When one hits on fundamental laws, the answer to "why" is "because it describes and predicts observations and measurements perfectly up to now" .

c became a universal speed limit both in classical and quantum mechanics because of the thinking out of the box of Einstein. trying to reconcile moving frame transformations and Maxwell's elegant and successful theory. The link give an idea of the thought processes.

Thus the general speed limit of c comes as an axiom in the theory of special relativity, which has been validated innumerable times in particle experiments, (for example).

The only answer then to the "why nothing is moving faster than c" is "because the axiom iss necessary to describe all existing data and the theory based on it predicts future measurements perfectly".

To illustrate @annav's conclusion (her last paragraph), let's have a look at the Large Hadron Collider (LHC). This gigantic machine is able to give to a single proton the kinetic energy of a flying mosquito [*]. Now that kinetic energy is put whole into a particle which is about $10^{-21}$ times lighter than the mosquito. But still, those proton do not fly faster than the speed of light. It is amusing to compute how fast they would be if Newtonian mechanics was correct: the speed of that proton shall then be 118 times that of light in vacuum.

This is this experimental fact and the many thousands of its kind that justify the postulate that the speed of light is an upper bound.

[*] mosquito: 2 milligrams, flying at 3.7 kilometers/hour (yes, I know, a mosquito is about half slower than that); LHC: 6.5 TeV (energy of the current runs, starting from 2015)

In that frame of reference, the speed is always zero! Which is a much harder cap than the speed of light.
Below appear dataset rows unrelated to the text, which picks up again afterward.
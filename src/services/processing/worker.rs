// Worker - 単一デモファイル処理機能

use super::extractor::OvertimeExtractor;
use super::report_writer::ReportWriter;
use crate::core::{FileContext, ProcessingError, ProcessingResult, WorkItem};
use crate::demo::DemoDecoder;
use std::fs::File;
use std::io::{self, BufWriter};
use std::path::{Path, PathBuf};
use std::time::Instant;
use tracing::{debug, warn};

/// 書きかけのレポートを片付けるガード
///
/// `disarm` されないまま破棄されると出力ファイルを削除する。
/// パニックによる巻き戻しでも動作する。
pub struct PartialReportGuard {
    path: PathBuf,
    armed: bool,
}

impl PartialReportGuard {
    pub fn new(path: impl Into<PathBuf>) -> Self {
        Self {
            path: path.into(),
            armed: true,
        }
    }

    /// レポートが完成したので削除しない
    pub fn disarm(mut self) {
        self.armed = false;
    }
}

impl Drop for PartialReportGuard {
    fn drop(&mut self) {
        if !self.armed {
            return;
        }
        match std::fs::remove_file(&self.path) {
            Ok(()) => debug!(path = %self.path.display(), "removed partial report"),
            Err(error) if error.kind() == io::ErrorKind::NotFound => {}
            Err(error) => warn!(
                path = %self.path.display(),
                %error,
                "failed to remove partial report"
            ),
        }
    }
}

/// 単一デモファイルの処理
///
/// 同期I/Oを行うため、ブロッキングスレッド上で呼び出す。
pub fn process_demo_file<D>(
    decoder: &D,
    item: &WorkItem,
    report_extension: &str,
) -> ProcessingResult<()>
where
    D: DemoDecoder + ?Sized,
{
    let start_time = Instant::now();
    let input_path = item.path();
    let output_path = item.output_path(report_extension);
    let path_str = display(input_path);

    // 入力を開き、更新日時を取得
    let input = File::open(input_path).map_err(|e| ProcessingError::open(&path_str, e))?;
    let modified = input
        .metadata()
        .and_then(|metadata| metadata.modified())
        .map_err(|e| ProcessingError::open(&path_str, e))?;

    // 出力を作成（以降の失敗では削除される）
    let output = File::create(&output_path)
        .map_err(|e| ProcessingError::write_setup(display(&output_path), e))?;
    let guard = PartialReportGuard::new(&output_path);

    let mut session = decoder
        .open(Box::new(input))
        .map_err(|e| ProcessingError::decode(&path_str, e))?;

    let context = FileContext::from_system_time(modified, session.map_name());
    let mut writer = ReportWriter::new(BufWriter::new(output));
    let mut extractor = OvertimeExtractor::new();

    debug!(path = %path_str, decoder = decoder.name(), map = context.map_name(), "decoding demo");

    loop {
        match session.next_event() {
            Ok(Some(event)) => {
                if extractor.observe(&event, session.overtime_count()) {
                    extractor
                        .flush(&mut writer, &context)
                        .map_err(|e| ProcessingError::report_write(&path_str, e))?;
                }
            }
            Ok(None) => break,
            Err(error) if extractor.is_flushed() => {
                // 最終結果は書き出し済みなのでレポートは残すが、ファイルは失敗扱い
                warn!(path = %path_str, %error, "decode error after final result, keeping report");
                guard.disarm();
                return Err(ProcessingError::decode(&path_str, error));
            }
            Err(error) => return Err(ProcessingError::decode(&path_str, error)),
        }
    }

    extractor
        .flush(&mut writer, &context)
        .map_err(|e| ProcessingError::report_write(&path_str, e))?;
    guard.disarm();

    debug!(
        path = %path_str,
        overtime_rounds = extractor.outcomes().len(),
        elapsed_ms = start_time.elapsed().as_millis() as u64,
        "report written"
    );
    Ok(())
}

fn display(path: &Path) -> String {
    path.display().to_string()
}
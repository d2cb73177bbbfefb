// スクリプトで動作を指定するフェイクデコーダー
//
// 入力ファイルはテキストで、1行1命令:
//   map <name>          マップ名（先頭のみ）
//   round <ot> <team>   ラウンド終了。<ot> はその時点の延長戦番号
//   win                 最終結果の表示
//   fail <message>      デコードエラー
//   panic <message>     パニック
//   sleep <ms>          指定ミリ秒ブロック

use overtime_report::core::Team;
use overtime_report::demo::{DecodeError, DecodeSession, DemoDecoder, DemoEvent};
use std::collections::VecDeque;
use std::io::Read;
use std::sync::atomic::{AtomicUsize, Ordering};
use std::sync::Arc;
use std::time::Duration;

/// 同時に開いているセッション数を記録する
#[derive(Debug, Default, Clone)]
pub struct ConcurrencyGauge {
    active: Arc<AtomicUsize>,
    peak: Arc<AtomicUsize>,
    opened: Arc<AtomicUsize>,
}

impl ConcurrencyGauge {
    pub fn peak(&self) -> usize {
        self.peak.load(Ordering::SeqCst)
    }

    pub fn active(&self) -> usize {
        self.active.load(Ordering::SeqCst)
    }

    pub fn opened(&self) -> usize {
        self.opened.load(Ordering::SeqCst)
    }

    fn enter(&self) {
        let now = self.active.fetch_add(1, Ordering::SeqCst) + 1;
        self.peak.fetch_max(now, Ordering::SeqCst);
        self.opened.fetch_add(1, Ordering::SeqCst);
    }

    fn leave(&self) {
        self.active.fetch_sub(1, Ordering::SeqCst);
    }
}

#[derive(Debug, Default, Clone)]
pub struct ScriptedDecoder {
    gauge: ConcurrencyGauge,
}

impl ScriptedDecoder {
    pub fn new() -> Self {
        Self::default()
    }

    pub fn gauge(&self) -> ConcurrencyGauge {
        self.gauge.clone()
    }
}

impl DemoDecoder for ScriptedDecoder {
    fn open(&self, mut source: Box<dyn Read + Send>) -> Result<Box<dyn DecodeSession>, DecodeError> {
        let mut text = String::new();
        source.read_to_string(&mut text)?;

        let mut lines: VecDeque<String> = text
            .lines()
            .map(str::trim)
            .filter(|line| !line.is_empty())
            .map(str::to_string)
            .collect();

        let map_name = match lines.front() {
            Some(line) if line.starts_with("map ") => {
                let name = line["map ".len()..].to_string();
                lines.pop_front();
                name
            }
            Some(line) if line == "invalid" => {
                return Err(DecodeError::InvalidHeader("scripted invalid header".to_string()))
            }
            _ => "de_scripted".to_string(),
        };

        self.gauge.enter();
        Ok(Box::new(ScriptedSession {
            lines,
            map_name,
            overtime_count: 0,
            gauge: self.gauge.clone(),
        }))
    }

    fn name(&self) -> &'static str {
        "scripted"
    }
}

struct ScriptedSession {
    lines: VecDeque<String>,
    map_name: String,
    overtime_count: u32,
    gauge: ConcurrencyGauge,
}

impl Drop for ScriptedSession {
    fn drop(&mut self) {
        self.gauge.leave();
    }
}

impl DecodeSession for ScriptedSession {
    fn next_event(&mut self) -> Result<Option<DemoEvent>, DecodeError> {
        while let Some(line) = self.lines.pop_front() {
            let mut parts = line.splitn(2, ' ');
            let command = parts.next().unwrap_or_default();
            let rest = parts.next().unwrap_or_default();

            match command {
                "round" => {
                    let mut fields = rest.split_whitespace();
                    let overtime = fields.next().and_then(|v| v.parse().ok()).unwrap_or(0);
                    let team = fields.next().and_then(|v| v.parse().ok()).unwrap_or(0);
                    self.overtime_count = overtime;
                    return Ok(Some(DemoEvent::RoundEnd {
                        winner: Team::from(team),
                    }));
                }
                "win" => return Ok(Some(DemoEvent::WinPanelMatch)),
                "fail" => return Err(DecodeError::Malformed(rest.to_string())),
                "panic" => panic!("{}", rest),
                "sleep" => {
                    let millis = rest.trim().parse().unwrap_or(0);
                    std::thread::sleep(Duration::from_millis(millis));
                }
                _ => {}
            }
        }
        Ok(None)
    }

    fn overtime_count(&self) -> u32 {
        self.overtime_count
    }

    fn map_name(&self) -> &str {
        &self.map_name
    }
}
So there's no need for the mass to increase to keep it under the cosmic speed limit.

Two observers needn't agree on either the speed of an object or its coordinate acceleration. An observer who sees an object nearing the speed of light will observe that object to be accelerating more slowly than an observer who sees it starting at rest.

• It would be so nice if teachers could point to the fact that SR is kinematics. ... Oct 24, 2017 at 21:53

That the speed limit is $c$ is a consequence of the shape of Minkowski space, $M$. $c$ is the scaling between the time dimension and the space dimension. Everything in $M$ has a four velocity:

$u_{\mu} = \gamma(c, {\bf v})$

with magnitude $c$---for everything in all reference frames.

Moreover, 4-acceleration is always orthogonal to the 4-velocity: everything moves through $M$ at $c$ no matter what.

With that, the magnitude of the 3-velocity is bounded by $c$. Massless particles, like the photon, travel at $c$--which is conveniently named, "the speed of light".

... which one fundamental concept is that nothing can move faster than the speed of light.

That's not entirely true. Sure, entities with speed greater than $c$ 'cause' problems with causality but this isn't the essential problem.

The essential problem is this: an entity with speed $c$ in an inertial reference frame necessarily has speed $c$ in all inertial reference frames, i.e., a entity with speed $c$ has no inertial reference frame.

Since an object with speed less than $c$ has an inertial reference frame (it is at rest with respect to itself), it cannot have speed $c$ in any other inertial reference frame (thought it can have speed arbitrarily close to $c$).

From another perspective, there are an infinity of (locally) inertial reference frames in which you have speed arbitrarily close to $c$. Think about that. Do you feel like you're traveling arbitrarily close to $c$ right now?

But there is no (locally) inertial reference frame in which you have speed $c$ because, if that were the case, you would have speed $c$ in all of them!